Enter Ella Mai, the 23-year-old British singer with a debut self-titled album out Friday, who landed a song of the summer this year with her surprise hit “Boo’d Up.” She’s following Cardi’s template for success quite literally, signing on to Bruno Mars’ arena tour after Cardi dropped out. She spent the summer courting breathless press coverage and getting in front of viewers’ eyeballs with several award show performances, releasing a follow-up single “Trip” in August ahead of this week’s new album.
‘Boo’d Up’: How newcomer Ella Mai made the most swoon-worthy love song of the summer
Mai’s most diehard fans will find plenty to love in the album’s 15 tracks of moody ’90s-channeling R&B, which show her navigating various stages of the seduction process with a wisdom beyond her 23 years. But more casual listeners may be approaching Mai’s new album with a simpler goal: to hear if any of the songs are better than “Boo’d Up.”
And while her big hit is undeniably among the album’s best tracks, there’s more to love on the rest of the tracklist — though whether any of them have those same charts-topping earworm powers remains to be seen.
The deep-in-her-feelings Ella Mai of “Boo’d Up” and “Trip” is a much different Ella Mai than the femme fatale we hear on “Shot Clock.” Her previous singles may have been about love moving at dizzying speeds, but here, she’s impatient about one that’s going too slowly, barely containing her impatience as she presses her romantic counterpart to make a move.
This is Mai on her worst behavior as she butts heads with a partner who sticks around anyway, coining a new phrase — “I’m good/bad for you” — to describe an imperfect but sturdy relationship.
The album’s most successful guest feature comes from John Legend, who assists on the second verse of this slowed-down bedroom anthem, with Mai matching his energy with her own soulful vocals. Less impressive is her and Chris Brown’s ode to cheating, “Whatchamacallit,” a word that sounds clunky even for Mai.

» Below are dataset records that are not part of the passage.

use alertfold::socketio::{self, SocketConfig};
use alertfold::transport::forward_ndjson;
use alertfold::{Config, Converter, RateTable, Relay, Session};
use anyhow::{Context, Result, bail};
use clap::Parser;
use log::{info, warn};
use std::fs::File;
use std::io::{self, BufReader};
use std::path::PathBuf;
use std::time::Duration;
use tracing_subscriber::EnvFilter;

/// How often the binary checks that the dispatcher is still alive.
const DISPATCHER_CHECK: Duration = Duration::from_secs(1);

/// Relay Streamlabs alerts into a running total and overlay text files.
#[derive(Debug, Parser)]
#[command(name = "alertfold", version, about)]
struct Args {
    /// Configuration file.
    #[arg(short, long, default_value = "config.toml")]
    config: PathBuf,

    /// Log filter used when RUST_LOG is not set.
    #[arg(long, env = "ALERTFOLD_LOG", default_value = "info")]
    log_level: String,

    /// Read newline-delimited JSON events from FILE ("-" for stdin) instead
    /// of connecting to Streamlabs, then exit.
    #[arg(long, value_name = "FILE")]
    replay: Option<PathBuf>,
}

fn main() -> Result<()> {
    let args = Args::parse();

    tracing_subscriber::fmt()
        .with_env_filter(
            EnvFilter::try_from_default_env().unwrap_or_else(|_| EnvFilter::new(&args.log_level)),
        )
        .init();

    let config = Config::load(&args.config)
        .with_context(|| format!("loading {}", args.config.display()))?;

    let converter = match &config.currency {
        None => Converter::passthrough(),
        Some(currency) => {
            let rates = match &config.exchange {
                Some(table) => table.clone(),
                None => {
                    info!("fetching {currency} exchange rates from {}", config.rates_url);
                    RateTable::fetch(&config.rates_url, currency)?
                }
            };
            Converter::new(currency.clone(), rates)
        }
    };

    let session = Session::from_config(&config, converter)?;
    let relay = Relay::start(session, Some(config.watch_debounce()))
        .context("starting the relay")?;

    match args.replay {
        Some(path) => {
            let sink = relay.sender();
            let count = if path.as_os_str() == "-" {
                forward_ndjson(io::stdin().lock(), &sink)?
            } else {
                let file = File::open(&path)
                    .with_context(|| format!("opening {}", path.display()))?;
                forward_ndjson(BufReader::new(file), &sink)?
            };
            info!("replayed {count} event(s)");
        }
        None => {
            let Some(token) = config.token.clone() else {
                bail!("`token` must be set in {} to connect to Streamlabs", args.config.display());
            };
            let socket = SocketConfig::new(config.socket_url.clone(), token);

            let runtime = tokio::runtime::Builder::new_multi_thread()
                .enable_all()
                .build()
                .context("starting the async runtime")?;

            runtime.block_on(async {
                let (stop_tx, stop_rx) = tokio::sync::watch::channel(false);
                let mut client = tokio::spawn(socketio::run(socket, relay.sender(), stop_rx));

                let dispatcher_stopped = async {
                    let mut check = tokio::time::interval(DISPATCHER_CHECK);
                    while relay.is_running() {
                        check.tick().await;
                    }
                };

                let client_done = tokio::select! {
                    signal = tokio::signal::ctrl_c() => {
                        signal.context("waiting for the interrupt signal")?;
                        info!("interrupted, shutting down");
                        false
                    }
                    _ = dispatcher_stopped => {
                        warn!("relay stopped, disconnecting");
                        false
                    }
                    _ = &mut client => {
                        warn!("socket client stopped");
                        true
                    }
                };

                let _ = stop_tx.send(true);
                if !client_done {
                    let _ = client.await;
                }
                anyhow::Ok(())
            })?;
        }
    }

    let session = relay.close()?;
    info!(
        "relay stopped with total {}",
        session.store().get_or(alertfold::TOTAL_PATH, serde_json::json!(0))
    );
    Ok(())
}
use crate::path;
use crate::persist;
use log::{debug, warn};
use serde_json::Value;
use std::fmt;
use std::fs::{self, File, OpenOptions};
use std::io;
use std::path::{Path, PathBuf};

/// Callback invoked with the new state after every persisted change.
pub type Subscriber = Box<dyn FnMut(&Value) + Send>;

/// A JSON document persisted to a single file.
///
/// Every mutation is written through to disk before it becomes visible in
/// memory, then announced to subscribers. Writes are atomic (`.tmp` +
/// rename), so a crash never leaves a truncated state file behind.
///
/// The store holds an exclusive advisory lock on `<file>.lock` for its
/// lifetime; a second store on the same file fails with
/// [`io::ErrorKind::AlreadyExists`].
///
/// # Examples
///
/// ```
/// use alertfold::StateStore;
/// use serde_json::json;
///
/// let dir = tempfile::tempdir().unwrap();
/// let mut store = StateStore::open(dir.path().join("state.json"), json!({"total": 0})).unwrap();
///
/// store.update("total", |v| json!(v.and_then(|v| v.as_f64()).unwrap_or(0.0) + 4.99)).unwrap();
/// assert_eq!(store.get("total"), Some(&json!(4.99)));
/// ```
pub struct StateStore {
    path: PathBuf,
    value: Value,
    subscribers: Vec<Subscriber>,
    last_written: Option<u64>,
    _lock: File,
}

impl fmt::Debug for StateStore {
    fn fmt(&self, f: &mut fmt::Formatter<'_>) -> fmt::Result {
        f.debug_struct("StateStore")
            .field("path", &self.path)
            .field("value", &self.value)
            .field("subscribers", &self.subscribers.len())
            .finish()
    }
}

impl StateStore {
    /// Open the store backed by `path`.
    ///
    /// Creates the parent directory if needed. If the file is missing or
    /// cannot be read or parsed, the store starts from `default`; nothing is
    /// written until the first mutation.
    ///
    /// # Errors
    ///
    /// Returns an error if the directory cannot be created or another store
    /// holds the lock on this file.
    pub fn open(path: impl AsRef<Path>, default: Value) -> io::Result<Self> {
        let path = path.as_ref().to_path_buf();
        if let Some(parent) = path.parent().filter(|p| !p.as_os_str().is_empty()) {
            fs::create_dir_all(parent)?;
        }

        let lock = acquire_lock(&path)?;

        let (value, last_written) = match persist::load_json::<Value>(&path) {
            Ok(Some(loaded)) => (loaded.value, Some(loaded.hash)),
            Ok(None) => (default, None),
            Err(e) => {
                warn!(
                    "state file {} is unreadable ({e}), starting from defaults",
                    path.display()
                );
                (default, None)
            }
        };

        Ok(StateStore {
            path,
            value,
            subscribers: Vec::new(),
            last_written,
            _lock: lock,
        })
    }

    /// Returns the path of the backing file.
    pub fn path(&self) -> &Path {
        &self.path
    }

    /// The whole current document.
    pub fn value(&self) -> &Value {
        &self.value
    }

    /// Look up the value at a dotted `path`.
    pub fn get(&self, path: &str) -> Option<&Value> {
        path::get(&self.value, path)
    }

    /// Look up the value at `path`, falling back to `default`.
    pub fn get_or(&self, path: &str, default: Value) -> Value {
        self.get(path).cloned().unwrap_or(default)
    }

    /// Store `value` at `path`, persist, and notify subscribers.
    ///
    /// # Errors
    ///
    /// Returns the write error if persisting fails. The in-memory document is
    /// left unchanged in that case and no notification is sent.
    pub fn set(&mut self, path: &str, value: Value) -> io::Result<()> {
        let mut next = self.value.clone();
        path::set(&mut next, path, value);
        self.commit(next)
    }

    /// Replace the value at `path` with `f` applied to the current one.
    ///
    /// # Errors
    ///
    /// Same as [`StateStore::set`].
    pub fn update<F>(&mut self, path: &str, f: F) -> io::Result<()>
    where
        F: FnOnce(Option<&Value>) -> Value,
    {
        let value = f(self.get(path));
        self.set(path, value)
    }

    /// Remove the value at `path`.
    ///
    /// Returns `Ok(false)` without writing anything if nothing was there.
    pub fn unset(&mut self, path: &str) -> io::Result<bool> {
        let mut next = self.value.clone();
        if path::unset(&mut next, path).is_none() {
            return Ok(false);
        }
        self.commit(next)?;
        Ok(true)
    }

    /// Re-read the backing file after an external edit.
    ///
    /// Returns `Ok(true)` and notifies subscribers if the document changed.
    /// A file identical to this store's last write, a missing file, or one
    /// that does not parse leaves the state untouched and returns `Ok(false)`.
    pub fn reload(&mut self) -> io::Result<bool> {
        let loaded = match persist::load_json::<Value>(&self.path) {
            Ok(Some(loaded)) => loaded,
            Ok(None) => return Ok(false),
            Err(e) if e.kind() == io::ErrorKind::InvalidData => {
                warn!("ignoring external edit to {}: {e}", self.path.display());
                return Ok(false);
            }
            Err(e) => return Err(e),
        };

        if self.last_written == Some(loaded.hash) {
            return Ok(false);
        }
        self.last_written = Some(loaded.hash);

        if loaded.value == self.value {
            return Ok(false);
        }

        debug!("state reloaded from {}", self.path.display());
        self.value = loaded.value;
        self.notify();
        Ok(true)
    }

    /// Register a callback for every change to the document.
    ///
    /// Subscribers run in registration order on the thread that made the
    /// change.
    pub fn subscribe<F>(&mut self, f: F)
    where
        F: FnMut(&Value) + Send + 'static,
    {
        self.subscribers.push(Box::new(f));
    }

    fn commit(&mut self, next: Value) -> io::Result<()> {
        let hash = persist::save_json(&self.path, &next)?;
        self.value = next;
        self.last_written = Some(hash);
        debug!("state changed: {}", self.value);
        self.notify();
        Ok(())
    }

    fn notify(&mut self) {
        for subscriber in &mut self.subscribers {
            subscriber(&self.value);
        }
    }
}

fn acquire_lock(path: &Path) -> io::Result<File> {
    let lock_path = persist::sibling(path, ".lock");
    let file = OpenOptions::new()
        .create(true)
        .truncate(false)
        .write(true)
        .open(&lock_path)?;

    fs2::FileExt::try_lock_exclusive(&file).map_err(|_| {
        io::Error::new(
            io::ErrorKind::AlreadyExists,
            format!("another relay holds the lock on {}", path.display()),
        )
    })?;
    Ok(file)
}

It’s a bummer that “Naked” is just a bonus track, because the slow-burning track — as Mai asks for “somebody who loves me naked / someone who never asks for love, but knows how to take it” — is one of the album’s sexier stripped-down love songs.
This somber piano ballad gives Mai the big diva moment on the album that she deserves, featuring swelling strings and an angelic gospel choir as she shows off the full range of her impressive voice.